The asset browser
Find, preview, and drag your media and reusable building blocks straight into the graph.
The asset browser is your shelf of reusable stuff: images, video, audio, 3D models, splats, and the subgraphs and expression building blocks you've saved. Open it, find what you need, and drag it onto the canvas to start building.
Browsing and searching
The browser shows everything DNA has found in your asset folders as a grid of thumbnails. You can:
Search by name to filter the grid down to what you're after.
Navigate folders to walk through your library and project assets.
Adjust the zoom to make thumbnails bigger or smaller, and resize the sidebar to give the folder list more room.
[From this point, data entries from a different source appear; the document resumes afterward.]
//! Integration tests for Colosseum
//!
//! These tests drive whole battles through the gate over the mock engine.

#[path = "../common/mod.rs"]
pub mod common;

pub mod decision_flow;
pub mod gate_lifecycle;
pub mod observer_replay;
pub mod persistence;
Assets come from two places: your shared asset library (the stuff you reuse across projects) and the current project (media that belongs to the .dna file you have open). See The asset library and Projects for how those are organised.
Previewing
Click an asset to open or preview it. Thumbnails give you a quick visual read at a glance, so you can usually spot the right clip or model without opening anything.
Use search plus a comfortable zoom level to scan a big library fast. Bump the thumbnails up when you're hunting for an image by eye, down when you know the name and want a dense list.
Drag to create
The browser is wired straight into the The node graph. There are three ways to drop an asset in:
Drag onto the canvas to create a source node already bound to that asset, ready to cook.
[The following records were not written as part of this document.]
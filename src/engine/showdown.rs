//! Engine backed by the `pokemon-showdown simulate-battle` process
//!
//! The simulator reads `>`-prefixed commands on stdin and writes blocks on
//! stdout: `update` (protocol lines for everyone), `sideupdate` (a player id
//! followed by that player's `|request|` / `|error|` lines) and `end`.

use std::path::PathBuf;
use std::process::Stdio;
use std::sync::Arc;

use async_trait::async_trait;
use serde::Deserialize;
use serde_json::Value;
use tokio::io::{AsyncBufReadExt, AsyncWriteExt, BufReader};
use tokio::process::Command as ProcessCommand;
use tokio::sync::mpsc;
use tokio_util::sync::CancellationToken;

use super::{BattleEngine, EngineController, EngineError, EngineHandle, EngineMessage, SideChannel};
use crate::battle::{AgentIdentity, Command, MoveOption, RosterMember, Side, SideRequest};

const BINARY_NAME: &str = "pokemon-showdown";

pub struct ShowdownEngine {
    binary_path: Option<PathBuf>,
}

impl Default for ShowdownEngine {
    fn default() -> Self {
        Self::new()
    }
}

impl ShowdownEngine {
    pub fn new() -> Self {
        Self { binary_path: None }
    }

    pub fn with_path(path: PathBuf) -> Self {
        Self {
            binary_path: Some(path),
        }
    }

    fn resolve_binary(&self) -> Option<PathBuf> {
        if let Some(path) = self.binary_path.clone() {
            if path.exists() {
                return Some(path);
            }
        }
        which::which(BINARY_NAME).ok()
    }

    fn build_command(&self) -> Result<ProcessCommand, EngineError> {
        let binary = self
            .resolve_binary()
            .ok_or_else(|| EngineError::BinaryNotFound(BINARY_NAME.to_string()))?;

        let mut cmd = ProcessCommand::new(binary);
        cmd.arg("simulate-battle");
        cmd.stdin(Stdio::piped());
        cmd.stdout(Stdio::piped());
        cmd.stderr(Stdio::null());
        cmd.kill_on_drop(true);
        Ok(cmd)
    }
}

#[async_trait]
impl BattleEngine for ShowdownEngine {
    fn name(&self) -> &'static str {
        "showdown"
    }

    fn is_available(&self) -> bool {
        self.resolve_binary().is_some()
    }

    async fn start_match(
        &self,
        format: &str,
        p1: &AgentIdentity,
        p2: &AgentIdentity,
    ) -> Result<EngineHandle, EngineError> {
        let mut cmd = self.build_command()?;
        let mut child = cmd
            .spawn()
            .map_err(|e| EngineError::ProcessSpawnFailed(e.to_string()))?;
        let mut stdin = child
            .stdin
            .take()
            .ok_or_else(|| EngineError::ProcessSpawnFailed("stdin not captured".into()))?;
        let stdout = child
            .stdout
            .take()
            .ok_or_else(|| EngineError::ProcessSpawnFailed("stdout not captured".into()))?;

        let (input_tx, mut input_rx) = mpsc::channel::<String>(64);

        // Writer: one command per line
        tokio::spawn(async move {
            while let Some(line) = input_rx.recv().await {
                tracing::trace!(line = %line, "Simulator input");
                let write = async {
                    stdin.write_all(line.as_bytes()).await?;
                    stdin.write_all(b"\n").await?;
                    stdin.flush().await
                };
                if let Err(error) = write.await {
                    tracing::warn!(error = %error, "Failed to write to simulator stdin");
                    break;
                }
            }
        });

        for line in start_lines(format, p1, p2) {
            input_tx
                .send(line)
                .await
                .map_err(|_| EngineError::ChannelClosed)?;
        }

        let (p1_req_tx, p1_req_rx) = mpsc::channel::<EngineMessage>(16);
        let (p2_req_tx, p2_req_rx) = mpsc::channel::<EngineMessage>(16);
        let (omni_tx, omni_rx) = mpsc::channel::<String>(256);

        let p1_cmd_tx = spawn_command_forwarder(Side::P1, input_tx.clone());
        let p2_cmd_tx = spawn_command_forwarder(Side::P2, input_tx.clone());

        let cancel = CancellationToken::new();
        let reader_cancel = cancel.clone();
        tokio::spawn(async move {
            let mut lines = BufReader::new(stdout).lines();
            let mut parser = OutputParser::default();
            let router = BlockRouter {
                p1: p1_req_tx,
                p2: p2_req_tx,
                omniscient: omni_tx,
            };

            loop {
                let line = tokio::select! {
                    _ = reader_cancel.cancelled() => break,
                    line = lines.next_line() => line,
                };
                match line {
                    Ok(Some(line)) => {
                        if let Some(block) = parser.push_line(&line) {
                            if !router.route(block).await {
                                break;
                            }
                        }
                    }
                    Ok(None) => break,
                    Err(error) => {
                        tracing::warn!(error = %error, "Failed to read simulator output");
                        break;
                    }
                }
            }
            if let Some(block) = parser.finish() {
                router.route(block).await;
            }

            if let Err(error) = child.kill().await {
                tracing::debug!(error = %error, "Simulator already exited");
            }
        });

        Ok(EngineHandle {
            p1: SideChannel::new(p1_req_rx, p1_cmd_tx),
            p2: SideChannel::new(p2_req_rx, p2_cmd_tx),
            omniscient: omni_rx,
            controller: Arc::new(ShowdownController {
                input: input_tx,
                cancel,
            }),
        })
    }
}

fn start_lines(format: &str, p1: &AgentIdentity, p2: &AgentIdentity) -> Vec<String> {
    vec![
        format!(">start {}", serde_json::json!({ "formatid": format })),
        format!(">player p1 {}", serde_json::json!({ "name": p1.label() })),
        format!(">player p2 {}", serde_json::json!({ "name": p2.label() })),
    ]
}

fn spawn_command_forwarder(side: Side, input: mpsc::Sender<String>) -> mpsc::Sender<Command> {
    let (tx, mut rx) = mpsc::channel::<Command>(4);
    tokio::spawn(async move {
        while let Some(command) = rx.recv().await {
            if input.send(format!(">{} {}", side, command)).await.is_err() {
                break;
            }
        }
    });
    tx
}

struct ShowdownController {
    input: mpsc::Sender<String>,
    cancel: CancellationToken,
}

#[async_trait]
impl EngineController for ShowdownController {
    async fn force_tie(&self) -> Result<(), EngineError> {
        self.input
            .send(">forcetie".to_string())
            .await
            .map_err(|_| EngineError::ChannelClosed)
    }

    fn shutdown(&self) {
        self.cancel.cancel();
    }
}

/// A complete stdout block
#[derive(Debug, Clone, PartialEq, Eq)]
pub enum OutputBlock {
    Update(Vec<String>),
    SideUpdate { side: Side, lines: Vec<String> },
    End(String),
}

#[derive(Debug, Clone, PartialEq, Eq)]
enum BlockKind {
    Update,
    SideUpdate(Option<Side>),
    End,
}

/// Line-oriented parser for simulator stdout.
///
/// A block starts at a header line and ends at a blank line or the next header.
#[derive(Debug, Default)]
pub struct OutputParser {
    current: Option<(BlockKind, Vec<String>)>,
}

impl OutputParser {
    pub fn push_line(&mut self, line: &str) -> Option<OutputBlock> {
        let header = match line {
            "update" => Some(BlockKind::Update),
            "sideupdate" => Some(BlockKind::SideUpdate(None)),
            "end" => Some(BlockKind::End),
            _ => None,
        };
        if let Some(kind) = header {
            let finished = self.flush();
            self.current = Some((kind, Vec::new()));
            return finished;
        }
        if line.is_empty() {
            return self.flush();
        }

        match &mut self.current {
            Some((kind @ BlockKind::SideUpdate(None), _)) => {
                *kind = BlockKind::SideUpdate(Side::parse(line));
            }
            Some((_, lines)) => lines.push(line.to_string()),
            None => tracing::trace!(line = %line, "Simulator output outside a block"),
        }
        None
    }

    pub fn finish(&mut self) -> Option<OutputBlock> {
        self.flush()
    }

    fn flush(&mut self) -> Option<OutputBlock> {
        let (kind, lines) = self.current.take()?;
        match kind {
            BlockKind::Update => Some(OutputBlock::Update(lines)),
            BlockKind::SideUpdate(Some(side)) => Some(OutputBlock::SideUpdate { side, lines }),
            BlockKind::SideUpdate(None) => None,
            BlockKind::End => Some(OutputBlock::End(lines.join("\n"))),
        }
    }
}

struct BlockRouter {
    p1: mpsc::Sender<EngineMessage>,
    p2: mpsc::Sender<EngineMessage>,
    omniscient: mpsc::Sender<String>,
}

impl BlockRouter {
    /// Returns false once the match is over or the omniscient receiver is gone
    async fn route(&self, block: OutputBlock) -> bool {
        match block {
            OutputBlock::Update(lines) => {
                let chunk = omniscient_chunk(&lines);
                if chunk.is_empty() {
                    return true;
                }
                self.omniscient.send(chunk).await.is_ok()
            }
            OutputBlock::SideUpdate { side, lines } => {
                let tx = match side {
                    Side::P1 => &self.p1,
                    Side::P2 => &self.p2,
                };
                for message in side_messages(&lines) {
                    if tx.send(message).await.is_err() {
                        tracing::debug!(%side, "Side channel closed");
                    }
                }
                true
            }
            OutputBlock::End(_) => false,
        }
    }
}

/// Collapse `|split|pN` sections to their secret line
pub fn omniscient_chunk(lines: &[String]) -> String {
    let mut out: Vec<&str> = Vec::with_capacity(lines.len());
    let mut iter = lines.iter();
    while let Some(line) = iter.next() {
        if line.starts_with("|split|") {
            if let Some(secret) = iter.next() {
                out.push(secret);
            }
            // public copy of the same line
            iter.next();
        } else {
            out.push(line);
        }
    }
    out.join("\n")
}

/// Convert a side block to request/error messages
pub fn side_messages(lines: &[String]) -> Vec<EngineMessage> {
    let mut messages = Vec::new();
    for line in lines {
        if let Some(json) = line.strip_prefix("|request|") {
            if json.trim().is_empty() {
                continue;
            }
            match parse_request(json) {
                Ok(request) => messages.push(EngineMessage::Request(request)),
                Err(error) => tracing::warn!(error = %error, "Failed to parse side request"),
            }
        } else if let Some(error) = line.strip_prefix("|error|") {
            messages.push(EngineMessage::Error(error.to_string()));
        }
    }
    messages
}

#[derive(Debug, Deserialize)]
#[serde(rename_all = "camelCase")]
struct RawRequest {
    #[serde(default)]
    active: Vec<RawActive>,
    #[serde(default)]
    force_switch: Vec<bool>,
    #[serde(default)]
    team_preview: bool,
    #[serde(default)]
    wait: bool,
    side: Option<RawSide>,
}

#[derive(Debug, Deserialize)]
struct RawActive {
    #[serde(default)]
    moves: Vec<RawMove>,
    #[serde(default)]
    trapped: bool,
}

#[derive(Debug, Deserialize)]
struct RawMove {
    #[serde(rename = "move")]
    name: String,
    /// Either a bool or the name of whatever disabled it
    #[serde(default)]
    disabled: Value,
}

#[derive(Debug, Deserialize)]
struct RawSide {
    #[serde(default)]
    pokemon: Vec<RawPokemon>,
}

#[derive(Debug, Deserialize)]
struct RawPokemon {
    #[serde(default)]
    ident: String,
    #[serde(default)]
    details: String,
    #[serde(default)]
    condition: String,
    #[serde(default)]
    active: bool,
}

impl RawPokemon {
    fn species(&self) -> String {
        let from_details = self.details.split(',').next().unwrap_or_default().trim();
        if !from_details.is_empty() {
            return from_details.to_string();
        }
        self.ident
            .split_once(':')
            .map(|(_, name)| name.trim().to_string())
            .unwrap_or_default()
    }
}

/// Decode a `|request|` payload into the typed request schema
pub fn parse_request(json: &str) -> Result<SideRequest, EngineError> {
    let raw: RawRequest =
        serde_json::from_str(json).map_err(|e| EngineError::Protocol(e.to_string()))?;

    if raw.wait {
        return Ok(SideRequest::Wait);
    }

    let roster: Vec<RosterMember> = raw
        .side
        .map(|side| side.pokemon)
        .unwrap_or_default()
        .iter()
        .map(|p| RosterMember {
            species: p.species(),
            fainted: p.condition.ends_with(" fnt") || p.condition == "0 fnt",
            active: p.active,
        })
        .collect();

    if raw.team_preview {
        return Ok(SideRequest::TeamPreview { roster });
    }
    if raw.force_switch.iter().any(|forced| *forced) {
        return Ok(SideRequest::ForcedSwitch { roster });
    }
    if let Some(active) = raw.active.first() {
        let moves = active
            .moves
            .iter()
            .map(|m| MoveOption {
                name: m.name.clone(),
                disabled: matches!(m.disabled, Value::Bool(true) | Value::String(_)),
            })
            .collect();
        return Ok(SideRequest::ActiveChoice {
            moves,
            trapped: active.trapped,
            roster,
        });
    }

    Ok(SideRequest::Wait)
}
Drag onto a socket to wire the asset directly into an existing node.
Drag a file in from your operating system — drop it on the canvas and DNA creates the matching source node for that file type automatically. Drop it on the browser instead and DNA imports it into your library.
DNA picks the right node from the file type for you, so an image becomes an image node, a model becomes a 3D node, and so on. For more on importing from disk, see Importing media.
When an asset can't be found
If you move or rename a file outside DNA, the project still remembers it by a stable identity, so the link usually survives. If something genuinely goes missing it won't crash your work — it shows up as a magenta-checker placeholder and gets listed in the Missing Assets panel, where a Locate button lets you point DNA back at the file.
Projects reference assets by location-independent paths, so moving a .dna project between machines generally keeps your media linked as long as the files travel with it. See Package & collect for gathering everything into one place.